Exhibit | November 7, 2013

Syracuse University’s Grove Press Exhibit Comes to NYC

New York, NY—Palitz Gallery at Syracuse University’s Lubin House in New York City presents Strange Victories: Grove Press, 1951-1985. It is the first major exhibition on the trailblazing American publisher Grove Press. Strange Victories: Grove Press, 1951-1985 draws from the collections of Syracuse University Libraries' Special Collections Research Center (SCRC) and will be on view at the Palitz Gallery, 11 East 61st Street between Fifth and Madison Avenues, from November 18, 2013 through February 6, 2014; closed November 28 and 29 and December 23 through January 1.
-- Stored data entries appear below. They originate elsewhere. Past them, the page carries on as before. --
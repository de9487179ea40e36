pub mod backoff;
pub mod classify;
pub mod config;
pub mod llm;
pub mod pptx;
pub mod progress;
pub mod report;
pub mod retry;
pub mod script;
pub mod setup;
pub mod state;
pub mod workflow;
Strange Victories features 73 objects including photographs, original letters, and manuscripts by several authors such as Jack Kerouac's introduction to Robert Frank's The Americans as well as a facsimile of Malcolm X's letter to Alex Haley written during his first pilgrimage to Mecca. Archival documents relating to the censorship trials, Grove's iconic book jackets, and newspaper clippings documenting the context of Grove's publishing efforts are also included.

“It has been a great honor to work with the Grove Press Records," says curator of special collections at the SCRC Lucy Mulroney. "I am continually excited by what this collection holds. From the editorial files on Andy Warhol’s “unedited” novel, to Maya Deren’s records for the Creative Film Foundation, to the notebooks of Amos Tutuola—the Grove Press archive is rich with never-before-seen material.”

Founded by Barney Rosset in 1951, Grove Press became one of the 20th-century’s great avant-garde publishing houses. What began as a small independent publisher on Grove Street in New York City’s Greenwich Village grew into a multimillion dollar publishing company that has been credited with introducing important authors from around the world to American readers during the postwar period.

Taking its cue from the 1948 film Strange Victory, which Rosset produced in collaboration with left-wing documentary filmmaker Leo Hurwitz after WWII, the exhibition traces the history and evolution of Grove Press, from its role at the center of national censorship trials over the first American editions of Lady Chatterley’s Lover and Tropic of Cancer, to its publication of politically engaged works including The Wretched of the Earth, Red Star over China, and The Autobiography of Malcolm X, to its scandalous and very profitable, “Victorian Library.”

This exhibition will unveil the tremendous wealth of this newly available collection to the public and includes a series of programs in which scholarly experts and former employees of Grove Press are participating. “I am very excited that Syracuse University has the opportunity to re-introduce Grove Press to a New York City audience," says Sean MacLeod Quimby, senior director of Special Collections. "In turn, I hope that Strange Victories will inspire a new generation of scholars to visit our reading room in order to delve more deeply into Grove’s storied past.”   

"Each book published by Grove, the exhibition reveals, was in its own way, a 'strange victory'," explains Mulroney. "For while Grove altered the American literary landscape and its relationship to social mores, equality, and freedom of expression, Grove also aggressively deployed savvy marketing strategies, became embroiled in labor union battles, floundered in its own success, and offended the sensibilities of not only ‘squares,’ but feminists, Marxists, academics, and many others." Strange Victories tells viewers the complex story of Grove’s many literary and political achievements, whose profound influence on American culture endures today.

About the Gallery
Palitz Gallery, located in Syracuse University's Lubin House, is the Syracuse University Art Galleries' visual arts venue in midtown Manhattan. Opened in 2003, the gallery is made possible through the support of SU alumna Louise Palitz and her husband Bernard. Throughout the year, the gallery presents a variety of exhibitions from the University’s collection and private and museum collections.